• Aim of the task
Needed from the data below: every line from the one with "assert_eq!(priced.labor_total, 140.0);" up to and including the one with "let priced = price_line(&costs(1.234, 1.234, 0.0), 0.0, 100.0);", repeated exactly and with nothing else.

[Saved data entries]
================================
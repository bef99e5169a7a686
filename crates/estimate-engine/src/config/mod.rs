use std::env;
use std::fmt;
use std::path::PathBuf;

/// Distinguishes runtime behavior for different stages of the service.
#[derive(Debug, Clone, Copy, PartialEq, Eq)]
pub enum AppEnvironment {
    Development,
    Test,
    Production,
}

impl AppEnvironment {
    fn from_str(value: &str) -> Self {
        match value.trim().to_ascii_lowercase().as_str() {
            "prod" | "production" => Self::Production,
            "test" | "ci" => Self::Test,
            _ => Self::Development,
        }
    }
}

/// Top-level configuration for the estimator.
#[derive(Debug, Clone)]
pub struct AppConfig {
    pub environment: AppEnvironment,
    pub telemetry: TelemetryConfig,
    pub pricing: PricingConfig,
}

impl AppConfig {
    pub fn load() -> Result<Self, ConfigError> {
        dotenvy::dotenv().ok();

        let environment = AppEnvironment::from_str(
            &env::var("APP_ENV").unwrap_or_else(|_| "development".to_string()),
        );

        let log_level = env::var("APP_LOG_LEVEL").unwrap_or_else(|_| "info".to_string());

        let region_id = env::var("APP_REGION_ID")
            .ok()
            .map(|value| value.trim().to_string())
            .filter(|value| !value.is_empty())
            .unwrap_or_else(|| "DEFAULT".to_string());

        let raw_rate = env::var("APP_FALLBACK_TAX_RATE").unwrap_or_else(|_| "0".to_string());
        let fallback_tax_rate = raw_rate
            .trim()
            .parse::<f64>()
            .map_err(|_| ConfigError::InvalidTaxRate(raw_rate.clone()))?;
        if !(0.0..=100.0).contains(&fallback_tax_rate) {
            return Err(ConfigError::InvalidTaxRate(raw_rate));
        }

        Ok(Self {
            environment,
            telemetry: TelemetryConfig { log_level },
            pricing: PricingConfig {
                region_id,
                fallback_tax_rate,
                catalog_path: path_var("APP_CATALOG_PATH"),
                price_list_path: path_var("APP_PRICE_LIST_PATH"),
            },
        })
    }
}

fn path_var(key: &str) -> Option<PathBuf> {
    env::var(key)
        .ok()
        .filter(|value| !value.trim().is_empty())
        .map(PathBuf::from)
}

/// Tracing controls.
#[derive(Debug, Clone)]
pub struct TelemetryConfig {
    pub log_level: String,
}

/// Regional pricing inputs and the catalog files the CLI loads.
#[derive(Debug, Clone)]
pub struct PricingConfig {
    pub region_id: String,
    pub fallback_tax_rate: f64,
    pub catalog_path: Option<PathBuf>,
    pub price_list_path: Option<PathBuf>,
}

#[derive(Debug)]
pub enum ConfigError {
    InvalidTaxRate(String),
    MissingCatalog,
}

impl fmt::Display for ConfigError {
    fn fmt(&self, f: &mut fmt::Formatter<'_>) -> fmt::Result {
        match self {
            ConfigError::InvalidTaxRate(value) => write!(
                f,
                "APP_FALLBACK_TAX_RATE must be a percentage between 0 and 100 (found '{}')",
                value
            ),
            ConfigError::MissingCatalog => write!(
                f,
                "APP_CATALOG_PATH and APP_PRICE_LIST_PATH must be set to price an inspection"
            ),
        }
    }
}

impl std::error::Error for ConfigError {}
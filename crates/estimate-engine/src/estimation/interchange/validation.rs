use std::collections::BTreeSet;

use super::{InterchangeDocument, InterchangeError};
use crate::estimation::diagnostics::FieldViolation;

fn require(violations: &mut Vec<FieldViolation>, field: &str, value: &str) {
    if value.trim().is_empty() {
        violations.push(FieldViolation::new(field, "is required"));
    }
}

/// Gate run before serialization. Collects every offending field.
pub fn validate_document(document: &InterchangeDocument<'_>) -> Result<(), InterchangeError> {
    let mut violations = Vec::new();
    let claim = document.claim;

    require(&mut violations, "claim_number", &claim.claim_number);
    require(&mut violations, "policy_number", &claim.policy_number);
    require(&mut violations, "insured_name", &claim.insured_name);
    if claim.date_of_loss.is_none() {
        violations.push(FieldViolation::new("date_of_loss", "is required"));
    }
    require(&mut violations, "peril.peril_type", &claim.peril.peril_type);
    if let Some(category) = claim.peril.water_category {
        if !(1..=3).contains(&category) {
            violations.push(FieldViolation::new(
                "peril.water_category",
                format!("must be 1, 2 or 3, got {}", category),
            ));
        }
    }
    if let Some(class) = claim.peril.water_class {
        if !(1..=4).contains(&class) {
            violations.push(FieldViolation::new(
                "peril.water_class",
                format!("must be between 1 and 4, got {}", class),
            ));
        }
    }

    let mut room_ids = BTreeSet::new();
    for (index, room) in document.rooms.iter().enumerate() {
        if room.room_id.trim().is_empty() {
            violations.push(FieldViolation::new(format!("rooms[{index}].room_id"), "is required"));
        } else if !room_ids.insert(room.room_id.as_str()) {
            violations.push(FieldViolation::new(
                format!("rooms[{index}].room_id"),
                format!("duplicate room id '{}'", room.room_id),
            ));
        }
        require(&mut violations, &format!("rooms[{index}].name"), &room.name);
        if room.dimensions.is_none() {
            violations.push(FieldViolation::new(
                format!("rooms[{index}].dimensions"),
                "dimensions are required to report dimension variables",
            ));
        }
    }

    if document.summary.items.is_empty() {
        violations.push(FieldViolation::new("line_items", "at least one line item is required"));
    }
    for (index, item) in document.summary.items.iter().enumerate() {
        require(&mut violations, &format!("line_items[{index}].description"), &item.description);
        if let Some(room_id) = &item.room_id {
            if !room_ids.contains(room_id.as_str()) {
                violations.push(FieldViolation::new(
                    format!("line_items[{index}].room_id"),
                    format!("unknown room '{}'", room_id),
                ));
            }
        }
    }

    if violations.is_empty() {
        Ok(())
    } else {
        Err(InterchangeError::Validation { violations })
    }
}
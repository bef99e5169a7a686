use chrono::NaiveDate;
use serde::{Deserialize, Serialize};

#[derive(Debug, Clone, Default, PartialEq, Eq, Serialize, Deserialize)]
pub struct Address {
    pub street: String,
    pub city: String,
    pub state: String,
    pub postal_code: String,
}

#[derive(Debug, Clone, Default, PartialEq, Eq, Serialize, Deserialize)]
pub struct PerilDetail {
    pub peril_type: String,
    #[serde(default)]
    pub cause: Option<String>,
    #[serde(default)]
    pub water_category: Option<u8>,
    #[serde(default)]
    pub water_class: Option<u8>,
}

#[derive(Debug, Clone, Copy, Default, PartialEq, Eq, Serialize, Deserialize)]
#[serde(rename_all = "snake_case")]
pub enum ControlPointStatus {
    #[default]
    Pending,
    Complete,
    NotApplicable,
}

impl ControlPointStatus {
    pub const fn label(self) -> &'static str {
        match self {
            Self::Pending => "Pending",
            Self::Complete => "Complete",
            Self::NotApplicable => "N/A",
        }
    }
}

/// Carrier milestone tracked on the claim (contact, inspection, estimate upload).
#[derive(Debug, Clone, PartialEq, Eq, Serialize, Deserialize)]
pub struct ControlPoint {
    pub name: String,
    #[serde(default)]
    pub status: ControlPointStatus,
    #[serde(default)]
    pub completed_on: Option<NaiveDate>,
}

/// Claim identity carried in the interchange header.
#[derive(Debug, Clone, Default, PartialEq, Eq, Serialize, Deserialize)]
pub struct ClaimInfo {
    pub claim_number: String,
    pub policy_number: String,
    pub insured_name: String,
    #[serde(default)]
    pub carrier_code: Option<String>,
    #[serde(default)]
    pub date_of_loss: Option<NaiveDate>,
    #[serde(default)]
    pub property_address: Option<Address>,
    pub peril: PerilDetail,
    #[serde(default)]
    pub control_points: Vec<ControlPoint>,
    #[serde(default)]
    pub estimator: Option<String>,
    #[serde(default)]
    pub price_list: Option<String>,
}
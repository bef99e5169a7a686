//! Line pricing: unit costs plus waste to unit and extended prices.
//!
//! Waste applies to material only. Unit price, line total and labor share are
//! each rounded to cents; raw unit costs are not.

use serde::{Deserialize, Serialize};

use super::money::{non_negative, round2};
use super::scope::{CatalogError, CatalogSource, RegionalPrice, UnitCosts};

pub const DEFAULT_ACTIVITY: &str = "install";

#[derive(Debug, Clone, Copy, Default, PartialEq, Serialize, Deserialize)]
pub struct PricedAmounts {
    pub unit_price: f64,
    pub total_price: f64,
    /// Labor share of `total_price`.
    pub labor_total: f64,
}

/// Price one line from its unit costs, waste factor (percent) and quantity.
pub fn price_line(costs: &UnitCosts, waste_factor: f64, quantity: f64) -> PricedAmounts {
    let material = non_negative(costs.material_cost);
    let labor = non_negative(costs.labor_cost);
    let equipment = non_negative(costs.equipment_cost);
    let waste = non_negative(waste_factor);
    let quantity = non_negative(quantity);

    let unit_price = round2(material * (1.0 + waste / 100.0) + labor + equipment);

    PricedAmounts {
        unit_price,
        total_price: round2(unit_price * quantity),
        labor_total: round2(labor * quantity),
    }
}

/// Pick the price row for `activity`, falling back to `install`, then the first row.
pub fn resolve_regional_price<'a>(
    prices: &'a [RegionalPrice],
    activity: &str,
) -> Option<&'a RegionalPrice> {
    let by_activity = |wanted: &str| {
        prices
            .iter()
            .find(|price| price.activity.trim().eq_ignore_ascii_case(wanted))
    };

    by_activity(activity)
        .or_else(|| by_activity(DEFAULT_ACTIVITY))
        .or_else(|| prices.first())
}

/// Fetch and resolve regional unit costs for one code. `Ok(None)` means no price exists.
pub async fn lookup_unit_costs<S>(
    source: &S,
    code: &str,
    region_id: &str,
    activity: &str,
) -> Result<Option<UnitCosts>, CatalogError>
where
    S: CatalogSource + ?Sized,
{
    let prices = source.regional_prices(code, region_id).await?;
    Ok(resolve_regional_price(&prices, activity).map(|price| price.costs))
}

#[cfg(test)]
mod tests {
    use super::*;
    use crate::estimation::scope::InMemoryCatalog;

    fn costs(material: f64, labor: f64, equipment: f64) -> UnitCosts {
        UnitCosts {
            material_cost: material,
            labor_cost: labor,
            equipment_cost: equipment,
        }
    }

    fn price(activity: &str, material: f64) -> RegionalPrice {
        RegionalPrice {
            code: "DRY 1/2".to_string(),
            region_id: "IADM8X".to_string(),
            activity: activity.to_string(),
            costs: costs(material, 1.0, 0.0),
        }
    }

    #[test]
    fn waste_applies_to_material_only() {
        let priced = price_line(&costs(0.5, 1.4, 0.1), 10.0, 100.0);
        assert_eq!(priced.unit_price, 2.05);
        assert_eq!(priced.total_price, 205.0);
        assert_eq!(priced.labor_total, 140.0);
    }

    #[test]
    fn fractional_cent_costs_round_only_the_unit_price() {
        // 1.234 + 1.234 = 2.468; rounding each cost first would give 2.46.
        let priced = price_line(&costs(1.234, 1.234, 0.0), 0.0, 100.0);
        assert_eq!(priced.unit_price, 2.47);
        assert_eq!(priced.total_price, 247.0);
        assert_eq!(priced.labor_total, 123.4);
    }

    #[test]
    fn waste_on_fractional_material_is_not_pre_rounded() {
        // 0.555 * 1.1 = 0.6105; pre-rounding material to 0.56 would give 1.62.
        let priced = price_line(&costs(0.555, 1.0, 0.0), 10.0, 10.0);
        assert_eq!(priced.unit_price, 1.61);
        assert_eq!(priced.total_price, 16.1);
    }

    #[test]
    fn negative_inputs_clamp_to_zero() {
        let priced = price_line(&costs(-4.0, 2.0, -1.0), -10.0, -3.0);
        assert_eq!(priced.unit_price, 2.0);
        assert_eq!(priced.total_price, 0.0);
        assert_eq!(priced.labor_total, 0.0);
    }

    #[test]
    fn activity_fallback_prefers_install_then_first() {
        let rows = vec![price("remove", 0.1), price("install", 0.5), price("replace", 0.9)];
        assert_eq!(
            resolve_regional_price(&rows, "REPLACE").map(|row| row.activity.as_str()),
            Some("replace")
        );
        assert_eq!(
            resolve_regional_price(&rows, "detach").map(|row| row.activity.as_str()),
            Some("install")
        );

        let no_install = vec![price("remove", 0.1), price("replace", 0.9)];
        assert_eq!(
            resolve_regional_price(&no_install, "detach").map(|row| row.activity.as_str()),
            Some("remove")
        );
        assert!(resolve_regional_price(&[], "install").is_none());
    }

    #[tokio::test]
    async fn lookup_unit_costs_reads_the_source() {
        let catalog = InMemoryCatalog::new().with_price(price("install", 0.5));

        let found = lookup_unit_costs(&catalog, "dry 1/2", "iadm8x", "install")
            .await
            .expect("lookup succeeds");
        assert_eq!(found.map(|costs| costs.material_cost), Some(0.5));

        let missing = lookup_unit_costs(&catalog, "PNT SP", "IADM8X", "install")
            .await
            .expect("lookup succeeds");
        assert!(missing.is_none());
    }
}
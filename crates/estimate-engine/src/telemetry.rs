use crate::config::TelemetryConfig;
use std::fmt;
use tracing_subscriber::filter::ParseError;
use tracing_subscriber::EnvFilter;

/// Full filter override, read before `APP_LOG_LEVEL`.
pub const FILTER_ENV: &str = "ESTIMATE_LOG";

/// Targets that follow the configured level; everything else stays at `warn`.
const ENGINE_TARGETS: [&str; 2] = ["estimate_engine", "inspection_estimator"];

#[derive(Debug)]
pub enum TelemetryError {
    InvalidLogLevel { level: String, source: ParseError },
    Subscriber(Box<dyn std::error::Error + Send + Sync>),
}

impl fmt::Display for TelemetryError {
    fn fmt(&self, f: &mut fmt::Formatter<'_>) -> fmt::Result {
        match self {
            TelemetryError::InvalidLogLevel { level, .. } => {
                write!(f, "APP_LOG_LEVEL '{}' is not a usable log level", level)
            }
            TelemetryError::Subscriber(err) => write!(f, "unable to install subscriber: {err}"),
        }
    }
}

impl std::error::Error for TelemetryError {
    fn source(&self) -> Option<&(dyn std::error::Error + 'static)> {
        match self {
            TelemetryError::InvalidLogLevel { source, .. } => Some(source),
            TelemetryError::Subscriber(err) => Some(&**err),
        }
    }
}

/// Install the global fmt subscriber on stderr, leaving stdout to command output.
pub fn init(config: &TelemetryConfig) -> Result<(), TelemetryError> {
    let env_filter = match EnvFilter::try_from_env(FILTER_ENV) {
        Ok(filter) => filter,
        Err(_) => log_filter(&config.log_level)?,
    };

    tracing_subscriber::fmt()
        .with_env_filter(env_filter)
        .with_target(false)
        .compact()
        .with_ansi(false)
        .with_writer(std::io::stderr)
        .try_init()
        .map_err(TelemetryError::Subscriber)
}

/// A bare level scopes to the engine targets; anything with directives is used as given.
fn log_filter(level: &str) -> Result<EnvFilter, TelemetryError> {
    EnvFilter::try_new(directives(level)).map_err(|source| TelemetryError::InvalidLogLevel {
        level: level.to_string(),
        source,
    })
}

fn directives(level: &str) -> String {
    let level = level.trim();
    if level.contains('=') || level.contains(',') {
        return level.to_string();
    }
    let mut directives = vec!["warn".to_string()];
    directives.extend(
        ENGINE_TARGETS
            .iter()
            .map(|target| format!("{target}={level}")),
    );
    directives.join(",")
}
================================
• Response to the exercise
        assert_eq!(priced.labor_total, 140.0);
    }

    #[test]
    fn fractional_cent_costs_round_only_the_unit_price() {
        // 1.234 + 1.234 = 2.468; rounding each cost first would give 2.46.
        let priced = price_line(&costs(1.234, 1.234, 0.0), 0.0, 100.0);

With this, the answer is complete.